Frank Buckley built the apartment in the lobby of a Dublin office building that has lain vacant since its completion four years ago at the peak of an ill-fated construction boom, using bricks of shredded euro notes he borrowed from Ireland's national mint.

"It's a reflection of the whole madness that gripped us," Buckley said of what he calls his "billion-euro home."

"People were pouring billions into buildings now worth nothing," he said. "I wanted to create something from nothing."

A wave of cheap credit flowed into Ireland in the early 2000s after Ireland joined the currency zone fuelling a huge property bubble that transformed the country.

The bubble's collapse since 2007 plunged Ireland into the deepest recession in the industrialized world, forcing the former "Celtic Tiger" to accept a humiliating bailout from the EU and the IMF.

Buckley was given a 100 percent mortgage at the peak of the boom to buy a 365,000 euro home on the far reaches of Dublin's commuter belt, despite the fact he had no steady income.

He has separated from his wife who lives in the home, which has since lost at least one-third of its value.

Living in his "billion euro home" since the start of December, Buckley is working on adding a kitchen to the living room and hall.

The walls and floor are covered in euro shreddings and the house is so warm Buckley sleeps without a blanket.

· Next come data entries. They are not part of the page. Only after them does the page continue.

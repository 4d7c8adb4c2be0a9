use std::collections::HashMap;

use sea_orm::sea_query::Query as SeaQuery;
use sea_orm::*;
use uuid::Uuid;

use crate::entity::{character, character_conversation, conversation, conversation_fact, persona};

/// A conversation with its persona, participating characters, and accrued
/// facts attached.
pub struct ConversationBundle {
    pub conversation: conversation::Model,
    pub persona: Option<persona::Model>,
    pub characters: Vec<character::Model>,
    pub facts: Vec<conversation_fact::Model>,
}

pub async fn find_by_id<C: ConnectionTrait>(
    db: &C,
    id: Uuid,
) -> Result<Option<conversation::Model>, DbErr> {
    conversation::Entity::find_by_id(id).one(db).await
}

/// List conversations belonging to any of the user's personas, ordered by
/// title then id.
pub async fn list_for_user<C: ConnectionTrait>(
    db: &C,
    user_id: Uuid,
) -> Result<Vec<conversation::Model>, DbErr> {
    conversation::Entity::find()
        .filter(
            conversation::Column::PersonaId.in_subquery(
                SeaQuery::select()
                    .column(persona::Column::Id)
                    .from(persona::Entity)
                    .and_where(persona::Column::UserId.eq(user_id))
                    .to_owned(),
            ),
        )
        .order_by_asc(conversation::Column::Title)
        .order_by_asc(conversation::Column::Id)
        .all(db)
        .await
}

pub async fn list_for_persona<C: ConnectionTrait>(
    db: &C,
    persona_id: Uuid,
) -> Result<Vec<conversation::Model>, DbErr> {
    conversation::Entity::find()
        .filter(conversation::Column::PersonaId.eq(persona_id))
        .order_by_asc(conversation::Column::Title)
        .order_by_asc(conversation::Column::Id)
        .all(db)
        .await
}

pub async fn list_all<C: ConnectionTrait>(db: &C) -> Result<Vec<conversation::Model>, DbErr> {
    conversation::Entity::find()
        .order_by_asc(conversation::Column::Title)
        .order_by_asc(conversation::Column::Id)
        .all(db)
        .await
}

/// Attach personas, characters, and facts to a listing in four batched
/// queries.
pub async fn load_relations<C: ConnectionTrait>(
    db: &C,
    rows: Vec<conversation::Model>,
) -> Result<Vec<ConversationBundle>, DbErr> {
    if rows.is_empty() {
        return Ok(Vec::new());
    }

    let ids: Vec<Uuid> = rows.iter().map(|c| c.id).collect();
    let persona_ids: Vec<Uuid> = rows.iter().map(|c| c.persona_id).collect();

    let personas_by_id: HashMap<Uuid, persona::Model> = persona::Entity::find()
        .filter(persona::Column::Id.is_in(persona_ids))
        .all(db)
        .await?
        .into_iter()
        .map(|p| (p.id, p))
        .collect();

    let mut facts_by_conversation: HashMap<Uuid, Vec<conversation_fact::Model>> = HashMap::new();
    for fact in conversation_fact::Entity::find()
        .filter(conversation_fact::Column::ConversationId.is_in(ids.clone()))
        .all(db)
        .await?
    {
        facts_by_conversation.entry(fact.conversation_id).or_default().push(fact);
    }

    let links = character_conversation::Entity::find()
        .filter(character_conversation::Column::ConversationId.is_in(ids))
        .all(db)
        .await?;
    let character_ids: Vec<Uuid> = links.iter().map(|l| l.character_id).collect();
    let characters_by_id: HashMap<Uuid, character::Model> = character::Entity::find()
        .filter(character::Column::Id.is_in(character_ids))
        .all(db)
        .await?
        .into_iter()
        .map(|c| (c.id, c))
        .collect();
    let mut characters_by_conversation: HashMap<Uuid, Vec<character::Model>> = HashMap::new();
    for link in links {
        if let Some(ch) = characters_by_id.get(&link.character_id) {
            characters_by_conversation
                .entry(link.conversation_id)
                .or_default()
                .push(ch.clone());
        }
    }

    Ok(rows
        .into_iter()
        .map(|c| {
            let id = c.id;
            let persona = personas_by_id.get(&c.persona_id).cloned();
            ConversationBundle {
                conversation: c,
                persona,
                characters: characters_by_conversation.remove(&id).unwrap_or_default(),
                facts: facts_by_conversation.remove(&id).unwrap_or_default(),
            }
        })
        .collect())
}

pub async fn facts_for<C: ConnectionTrait>(
    db: &C,
    conversation_id: Uuid,
) -> Result<Vec<conversation_fact::Model>, DbErr> {
    conversation_fact::Entity::find()
        .filter(conversation_fact::Column::ConversationId.eq(conversation_id))
        .all(db)
        .await
}

pub async fn characters_for<C: ConnectionTrait>(
    db: &C,
    conversation_id: Uuid,
) -> Result<Vec<character::Model>, DbErr> {
    let character_ids: Vec<Uuid> = character_conversation::Entity::find()
        .filter(character_conversation::Column::ConversationId.eq(conversation_id))
        .all(db)
        .await?
        .into_iter()
        .map(|l| l.character_id)
        .collect();

    if character_ids.is_empty() {
        return Ok(Vec::new());
    }

    character::Entity::find()
        .filter(character::Column::Id.is_in(character_ids))
        .all(db)
        .await
}

/// Delete a conversation and its dependent rows, child-first, in one
/// transaction.
pub async fn delete_conversation(db: &DatabaseConnection, id: Uuid) -> Result<(), DbErr> {
    let txn = db.begin().await?;
    delete_subtrees(&txn, &[id]).await?;
    txn.commit().await
}

/// Delete facts, character links, then the conversation rows themselves.
/// Callers own the surrounding transaction.
pub(crate) async fn delete_subtrees<C: ConnectionTrait>(
    conn: &C,
    ids: &[Uuid],
) -> Result<(), DbErr> {
    if ids.is_empty() {
        return Ok(());
    }

    conversation_fact::Entity::delete_many()
        .filter(conversation_fact::Column::ConversationId.is_in(ids.to_vec()))
        .exec(conn)
        .await?;
    character_conversation::Entity::delete_many()
        .filter(character_conversation::Column::ConversationId.is_in(ids.to_vec()))
        .exec(conn)
        .await?;
    conversation::Entity::delete_many()
        .filter(conversation::Column::Id.is_in(ids.to_vec()))
        .exec(conn)
        .await?;

    Ok(())
}
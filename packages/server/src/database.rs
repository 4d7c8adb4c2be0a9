use std::time::Duration;

use sea_orm::{ConnectOptions, Database, DatabaseConnection, DbErr};
use tracing::info;

/// Connect to PostgreSQL and bring the schema up to date from the entity
/// registry. No hand-written migrations; the entities are the schema.
pub async fn init_db(db_url: &str) -> Result<DatabaseConnection, DbErr> {
    let mut opt = ConnectOptions::new(db_url.to_owned());
    opt.max_connections(20)
        .min_connections(2)
        .connect_timeout(Duration::from_secs(8))
        .acquire_timeout(Duration::from_secs(8))
        .idle_timeout(Duration::from_secs(60))
        .sqlx_logging(false);

    let db = Database::connect(opt).await?;
    db.get_schema_registry("server::entity::*")
        .sync(&db)
        .await?;
    info!("database schema synced");

    Ok(db)
}
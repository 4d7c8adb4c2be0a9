use std::net::SocketAddr;

use tracing::{Level, info};

use toolserver::config::ToolConfig;
use toolserver::{AppState, build_router};

#[tokio::main]
async fn main() -> anyhow::Result<()> {
    tracing_subscriber::fmt().with_max_level(Level::INFO).init();

    let config = ToolConfig::load()?;
    let addr = SocketAddr::new(config.server.host.parse()?, config.server.port);

    let state = AppState::new(&config)?;
    let app = build_router(state);

    info!("Tool server running at http://{}", addr);

    let listener = tokio::net::TcpListener::bind(addr).await?;
    axum::serve(listener, app).await?;

    Ok(())
}
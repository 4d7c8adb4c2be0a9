use async_graphql::{Context, InputObject, Object, Result, SimpleObject};
use sea_orm::DatabaseConnection;

use crate::repo::{self, characters::NewCharacter};

use super::types::Character;
use super::{AuthSession, db_error};

pub struct MutationRoot;

#[derive(InputObject)]
pub struct CreateCharacterInput {
    pub name: String,
    pub description: String,
    pub alternate_names: Option<Vec<String>>,
    pub tags: Option<Vec<String>>,
    pub public: Option<bool>,
    pub default_model: Option<String>,
}

/// Mutation result carrying either the created character or field-level
/// validation messages, never both.
#[derive(SimpleObject)]
pub struct CreateCharacterPayload {
    pub character: Option<Character>,
    pub errors: Vec<String>,
}

#[Object]
impl MutationRoot {
    async fn create_character(
        &self,
        ctx: &Context<'_>,
        input: CreateCharacterInput,
    ) -> Result<CreateCharacterPayload> {
        // Auth failures are data-shaped here, unlike the query roots.
        let Some(viewer) = ctx.data::<AuthSession>()?.user.as_ref() else {
            return Ok(CreateCharacterPayload {
                character: None,
                errors: vec!["Authentication required".to_string()],
            });
        };
        let db = ctx.data::<DatabaseConnection>()?;

        let errors = validation_errors(&input.name, &input.description);
        if !errors.is_empty() {
            return Ok(CreateCharacterPayload {
                character: None,
                errors,
            });
        }

        let created = repo::characters::create(
            db,
            viewer.id,
            NewCharacter {
                name: input.name,
                description: input.description,
                alternate_names: input.alternate_names.unwrap_or_default(),
                tags: input.tags.unwrap_or_default(),
                public: input.public.unwrap_or(false),
                default_model: input.default_model.unwrap_or_else(|| "llama3.2".to_string()),
            },
        )
        .await
        .map_err(db_error)?;

        Ok(CreateCharacterPayload {
            character: Some(Character::new(created)),
            errors: Vec::new(),
        })
    }
}

fn validation_errors(name: &str, description: &str) -> Vec<String> {
    let mut errors = Vec::new();
    if name.trim().is_empty() {
        errors.push("Name can't be blank".to_string());
    }
    if description.trim().is_empty() {
        errors.push("Description can't be blank".to_string());
    }
    errors
}
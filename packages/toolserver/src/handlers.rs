use axum::{Json, extract::State, http::HeaderMap};
use serde::Deserialize;
use serde_json::{Value, json};
use tracing::instrument;

use crate::AppState;
use crate::character::{extract_character_id, render_character};
use crate::error::ToolError;

/// GraphQL operation forwarded to the backend. Public characters are
/// included so shared characters resolve for any caller.
const CHARACTERS_QUERY: &str = r#"
    query {
        characters(includePublic: true) {
            edges {
                node {
                    id name description alternateNames tags public
                    facts { fact }
                }
            }
        }
    }
"#;

pub async fn health() -> Json<Value> {
    Json(json!({ "status": "ok", "service": "toolserver" }))
}

#[derive(Deserialize)]
pub struct GetCharacterRequest {
    /// Raw UUID or `gid://hivemind/Character/<uuid>`.
    pub id: String,
}

/// Look up one character through the backend's GraphQL API and render it as
/// a plain text block. The caller's bearer token is forwarded untouched.
#[instrument(skip(state, headers, payload))]
pub async fn get_character(
    State(state): State<AppState>,
    headers: HeaderMap,
    Json(payload): Json<GetCharacterRequest>,
) -> Result<Json<Value>, ToolError> {
    let id = extract_character_id(&payload.id)
        .ok_or_else(|| ToolError::Validation(format!("Invalid character id: {}", payload.id)))?;

    let mut request = state
        .http
        .post(format!("{}/graphql", state.backend_url))
        .json(&json!({ "query": CHARACTERS_QUERY }));
    if let Some(authorization) = headers.get("Authorization").and_then(|v| v.to_str().ok()) {
        request = request.header("Authorization", authorization);
    }

    let response = request
        .send()
        .await
        .map_err(|e| ToolError::Backend(e.to_string()))?;
    let body: Value = response
        .json()
        .await
        .map_err(|e| ToolError::Backend(e.to_string()))?;

    if let Some(errors) = body["errors"].as_array()
        && !errors.is_empty()
    {
        let auth_failed = errors
            .iter()
            .any(|e| e["message"].as_str() == Some("Authentication required"));
        if auth_failed {
            return Err(ToolError::Unauthorized);
        }
        return Err(ToolError::Backend(body["errors"].to_string()));
    }

    let id = id.to_string();
    let node = body["data"]["characters"]["edges"]
        .as_array()
        .and_then(|edges| {
            edges
                .iter()
                .map(|edge| &edge["node"])
                .find(|node| node["id"].as_str() == Some(id.as_str()))
        })
        .ok_or_else(|| ToolError::NotFound(format!("Character {id} not found")))?;

    Ok(Json(json!({ "content": render_character(node) })))
}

Pictures made from notes and coins decorate the walls, including one of a house, made from Irish 5 pence pieces.

"There are houses in Ireland worth less than that," Buckley quips.

Buckley said he wants Europe's politicians to solve the eurozone debt crisis without destroying its currency. But if the currency ultimately fails, he will happily use the euro zone's defunct notes as fodder for future projects.

"Whatever you say about the euro, it's a great insulator."